Q: What led you to a career involving breast oncology?
A: My grandmother, who helped raise me, was diagnosed with breast cancer when I was in high school. That experience — seeing her suffer and eventually pass away from metastatic breast cancer – spurred my passion in the field. It led me to conduct research at the National Cancer Institute (NCI) and National Institutes of Health (NIH) in college, followed by a three-year hematology/oncology fellowship at UCLA. Afterwards, I pursued a drug development fellowship at Genentech, followed by four years of directorship work on breast cancer phase 1-4 clinical trials.
Q: There has been some confusion recently regarding breast cancer screening guidelines. What is your advice?
A: For most women, beginning annual breast cancer screenings at age 40 is recommended. However, there are different surveillance guidelines for women whose family history includes breast or other kinds of cancers. We are also seeing a rising incidence of cancer in adults under the age of 50, particularly breast and colorectal cancers, so guidelines will likely move toward earlier screening. Early detection is key, of course — the sooner the diagnosis, the better chance for successful treatment.
Q: Why is it important to know your patient personally?
A: In addition to the importance of knowing patients’ family histories as they relate to screening and treatment, I feel so strongly about knowing – and treating — my patients like family. I know who lives in their home, their hobbies — even their dog’s name. When patients come to the office, they are seen by their oncologist, which doesn’t always happen in other practices. A patient can call at 2 a.m. and know that they will always get me or one of my oncology partners on the phone.

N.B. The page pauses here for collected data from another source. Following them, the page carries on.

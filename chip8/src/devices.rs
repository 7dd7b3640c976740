//! Keypad key codes.
use std::fmt;

use crate::constants::KEY_COUNT;

/// One of the 16 keys of the COSMAC VIP hexadecimal keypad.
///
/// ```text
/// 1 2 3 C
/// 4 5 6 D
/// 7 8 9 E
/// A 0 B F
/// ```
#[derive(Debug, Clone, Copy, PartialEq, Eq, Hash)]
#[repr(u8)]
pub enum KeyCode {
    Key0 = 0,
    Key1,
    Key2,
    Key3,
    Key4,
    Key5,
    Key6,
    Key7,
    Key8,
    Key9,
    KeyA,
    KeyB,
    KeyC,
    KeyD,
    KeyE,
    KeyF = 0xF,
}

impl KeyCode {
    /// Every key, indexed by its value.
    #[rustfmt::skip]
    pub const ALL: [KeyCode; KEY_COUNT as usize] = [
        Self::Key0, Self::Key1, Self::Key2, Self::Key3,
        Self::Key4, Self::Key5, Self::Key6, Self::Key7,
        Self::Key8, Self::Key9, Self::KeyA, Self::KeyB,
        Self::KeyC, Self::KeyD, Self::KeyE, Self::KeyF,
    ];

    pub fn as_u8(&self) -> u8 {
        *self as u8
    }
}

impl fmt::Display for KeyCode {
    fn fmt(&self, f: &mut fmt::Formatter) -> fmt::Result {
        write!(f, "k{:x}", self.as_u8())
    }
}

impl From<KeyCode> for u8 {
    fn from(keycode: KeyCode) -> Self {
        keycode.as_u8()
    }
}

impl TryFrom<u8> for KeyCode {
    type Error = InvalidKeyCode;

    fn try_from(key_id: u8) -> Result<Self, Self::Error> {
        Self::ALL.get(key_id as usize).copied().ok_or(InvalidKeyCode)
    }
}

#[derive(Debug, PartialEq, Eq)]
pub struct InvalidKeyCode;

impl std::error::Error for InvalidKeyCode {}

impl fmt::Display for InvalidKeyCode {
    fn fmt(&self, f: &mut fmt::Formatter) -> fmt::Result {
        write!(f, "keycode must be in range 0 <= keycode < {KEY_COUNT}")
    }
}

#[cfg(feature = "serde")]
mod de {
    use serde::de::{Deserialize, Error, Expected, Unexpected, Visitor};

    use super::*;

    impl Expected for InvalidKeyCode {
        fn fmt(&self, f: &mut fmt::Formatter) -> fmt::Result {
            <Self as fmt::Display>::fmt(self, f)
        }
    }

    impl<'de> Deserialize<'de> for KeyCode {
        fn deserialize<D>(deserializer: D) -> Result<Self, D::Error>
        where
            D: serde::Deserializer<'de>,
        {
            // YAML integer type
            deserializer.deserialize_i64(KeyCodeVisitor)
        }
    }

    struct KeyCodeVisitor;

    impl<'de> Visitor<'de> for KeyCodeVisitor {
        type Value = KeyCode;

        fn expecting(&self, f: &mut fmt::Formatter) -> fmt::Result {
            write!(f, "an integer between 0 and 15")
        }

        fn visit_i64<E>(self, v: i64) -> Result<Self::Value, E>
        where
            E: Error,
        {
            u8::try_from(v)
                .ok()
                .and_then(|key_id| KeyCode::try_from(key_id).ok())
                .ok_or_else(|| E::invalid_value(Unexpected::Signed(v), &InvalidKeyCode))
        }

        fn visit_u64<E>(self, v: u64) -> Result<Self::Value, E>
        where
            E: Error,
        {
            u8::try_from(v)
                .ok()
                .and_then(|key_id| KeyCode::try_from(key_id).ok())
                .ok_or_else(|| E::invalid_value(Unexpected::Unsigned(v), &InvalidKeyCode))
        }
    }
}

#[cfg(test)]
mod test {
    use super::*;

    #[test]
    fn test_keycode_conversion() {
        for key_id in 0..KEY_COUNT {
            let keycode = KeyCode::try_from(key_id).unwrap();
            assert_eq!(u8::from(keycode), key_id);
            assert_eq!(KeyCode::ALL[key_id as usize], keycode);
        }
        assert_eq!(KeyCode::try_from(16), Err(InvalidKeyCode));
        assert_eq!(KeyCode::KeyA.to_string(), "ka");
    }
}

I want patients to have the same accessibility to me as they would if they had a breast cancer specialist in their own family.
Q: What is a new innovation in breast cancer care?
A: Within the past year alone there has been an explosion in new therapies, particularly for breast cancers that have spread to other parts of the body. For example, women with HER2-positive metastatic breast cancer that has progressed, now have three more FDA-approved treatment options. One drug combination (tucatinib, trastuzumab and capecitabine) has showed statistically significant and meaningful improvements in slowing progression of cancer spread to the brain and extending survival. These kinds of “targeted therapies,” where drugs block the growth and spread of cancer by interfering with specific molecules, are currently the focus of much anticancer drug development.
Q: What is one question you wish more women would ask you?
A: I’ve always felt it’s important to treat the whole person, not just their cancer. This means being aware of any adverse treatment side effects and the impact they can have on quality of life. Getting to the bottom of these issues can lead to questions that may be difficult for some patients to ask.
A multidisciplinary cancer survivorship program that I initiated in the East Bay, and have continued in San Francisco, helps patients manage the physical and emotional changes that can come during and after cancer treatment, including changes to their sexual health. Seeing a need, I started a trial that centered on vaginal dryness and sexual function in cancer patients.
What I really want my patients to know is that there are no “stupid” questions. Be honest about all of your quality of life issues and don’t be embarrassed. Every question is fair game.